After
our usual breakfast of hot Muesli and then breaking
camp, it was about 9:45am. This may sound late but the sun didn't rise
until 8:00am or so. Tibet is on China standard time. All of China is on
Beijing time. In far off Tibet, that's about two hours from true time.
So relative to the sun we left around 7:45am.
It turned out to be a pretty easy day. The sky was super clear again but cool. We had a pass to do but it turned out to be the lowest of all the passes on the Friendship Highway. Also on the long approach to the pass we had 25km of paved asphalt road. Not only did this make for smooth riding, but it meant we didn't get powdered with dust every time a jeep or truck passed.
The road gradually ascended a spectacular valley, although none of the views had much if any green. It reminded us both of the southwest - a deep rocky gorge with a raging river in the middle.
The river washed out the road, even the paved part, in
many places. Some large bridges ha
d
also been washed out. We passed a few friendly road crews. They waved and
smiled as we ride by, happy to have an excuse to take a break from their
picks and shovels. Every country we've cycled in has had friendly road
workers, even the ones on Caterpillars.
One thing about the road crews. They always seemed to be making very minor repairs to fairly good sections of road while just a half kilometer away there would be a bridge laying in the river perpendicular to the highway and all the traffic would be driving over undulating mounds of large rocks to get around where the bridge had been.

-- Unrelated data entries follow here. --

//! Public profile page.

use folio_core::effects::rotate::RotationPhase;
use folio_core::profile::Profile;
use maud::{html, Markup, PreEscaped};

use super::layout::page;

/// Connects the animated elements to their event streams.
///
/// `data-stream` elements follow a long-lived stream. `data-decode` tags open
/// a decode stream on pointer-enter and close it on pointer-leave, restoring
/// the final text.
const SCRIPT: &str = r#"
document.querySelectorAll('[data-stream]').forEach(function (el) {
  var src = new EventSource(el.dataset.stream);
  src.onmessage = function (e) {
    var f = JSON.parse(e.data);
    if (f.phrase !== undefined) { el.textContent = f.phrase; el.className = 'role ' + f.class; }
    else { el.textContent = f.text; }
  };
});
document.querySelectorAll('[data-decode]').forEach(function (el) {
  var text = el.dataset.decode, src = null;
  function stop() { if (src) { src.close(); src = null; } }
  el.addEventListener('mouseenter', function () {
    stop();
    src = new EventSource('/api/v1/effects/decode?text=' + encodeURIComponent(text));
    src.onmessage = function (e) {
      var f = JSON.parse(e.data);
      el.textContent = f.text;
      if (f.revealed) stop();
    };
  });
  el.addEventListener('mouseleave', function () { stop(); el.textContent = text; });
});
"#;

pub fn render(profile: &Profile) -> Markup {
    let content = html! {
        section.hero {
            img.avatar src=(profile.avatar_url) alt=(profile.full_name);
            div {
                h1.name data-stream="/api/v1/effects/name" { (profile.full_name) }
                @if let Some(first) = profile.roles.first() {
                    p {
                        span class={ "role " (RotationPhase::Shown.css_class()) }
                            data-stream="/api/v1/effects/roles" { (first) }
                    }
                }
                @if let Some(resume) = &profile.resume_url {
                    a href=(resume) target="_blank" rel="noopener" { "Resume" }
                }
            }
        }

        @if !profile.about_text.trim().is_empty() {
            section.about {
                h2 { "About" }
                @for paragraph in profile.about_text.split("\n\n").filter(|p| !p.trim().is_empty()) {
                    p { (paragraph.trim()) }
                }
            }
        }

        @if !profile.projects.is_empty() {
            section {
                h2 { "Projects" }
                div.projects {
                    @for project in &profile.projects {
                        article.card {
                            h3 { (project.title) }
                            p { (project.description) }
                            div {
                                @for tech in &project.tech_stack {
                                    span.tag data-decode=(tech) { (tech) }
                                }
                            }
                            @if !project.link.is_empty() {
                                a href=(project.link) target="_blank" rel="noopener" { "View project" }
                            }
                        }
                    }
                }
            }
        }

        footer.socials {
            @for link in &profile.social_links {
                @let kind = link.kind();
                a class=(kind.icon()) href=(link.href()) title=(kind.label()) target="_blank" rel="noopener" {
                    (kind.label())
                }
            }
            a href="/admin" { "Admin" }
        }

        script { (PreEscaped(SCRIPT)) }
    };

    page(&profile.full_name, Some("home"), content)
}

We saw one truck size boulder sitting on the left (river) side of the road. We imagined what it would have been like to have seen that thing crash onto the road.
We had one bit of really bad news. At one of the bridges
that wasn't out (a bridge in as we started saying) we stopped to
filter some water. Joan spent an aggravating 30 minutes trying to fill
just two water bottles. The water purifier was broken for all intents and
purposes. We could still count on the stove to boil water but we would
miss the
speed
of the filter and especially miss being able to get a cold drink out of
the fresh streams.
Even though the pass wasn't as high (4650m) as the other two we had done, I didn't exactly fly right over it. I still had to stop and catch my breath several times. But we never stopped for long. Before we knew it we were at the top and screaming down the other side.
We
planned to camp before the next town, Lhotse, but no good camp sites showed
up. We had to cook a small meal in nondescript, barren rocky area. If you
wanted to find a place for nuclear waste, this would do. We wandered about
40 meters off the road on the upwind side to avoid the dust from passing
vehicles. Nothing within a mile of the road offered shade or a place to
sit.
We passed lots of people on the last 30km to Lhotse but had no particular problems with them. This vast valley is at the confluence of two wide, rocky rivers. From the air the rivers must look like tiny trickles in the bottom of the several km wide river beds. The floor of the valley is amazingly flat probably cut by a glacier. The rivers meander around the valley at will, eroding whatever gets in the way.
The highway through much of the valley is paved and raised on a causeway of sorts about five meters above the valley floor. This helped keep the children from bothering us. They would see us and immediately come running up the rock strewn side of the causeway. By the time they made the climb we had passed.
The
causeway ended abruptly and the road continued unpaved on the valley floor
for the last 16km into town. We hoped to find camping but there were too
many people. Also the only water nearby (the river flowed down the valley
a km or so north of the road) was in mud puddles dug for the livestock
to drink from.
Strangely, in that wide open, treeless valley, we could
not see Lhotse until we were just one km away. It was just around a slight
bend to the south and around a small hill.
There
was no wind whatsoever so even when we got one km away we couldn't see
because a truck passed us and the dust was so thick it was like riding
in a blanket of fog for a couple minutes.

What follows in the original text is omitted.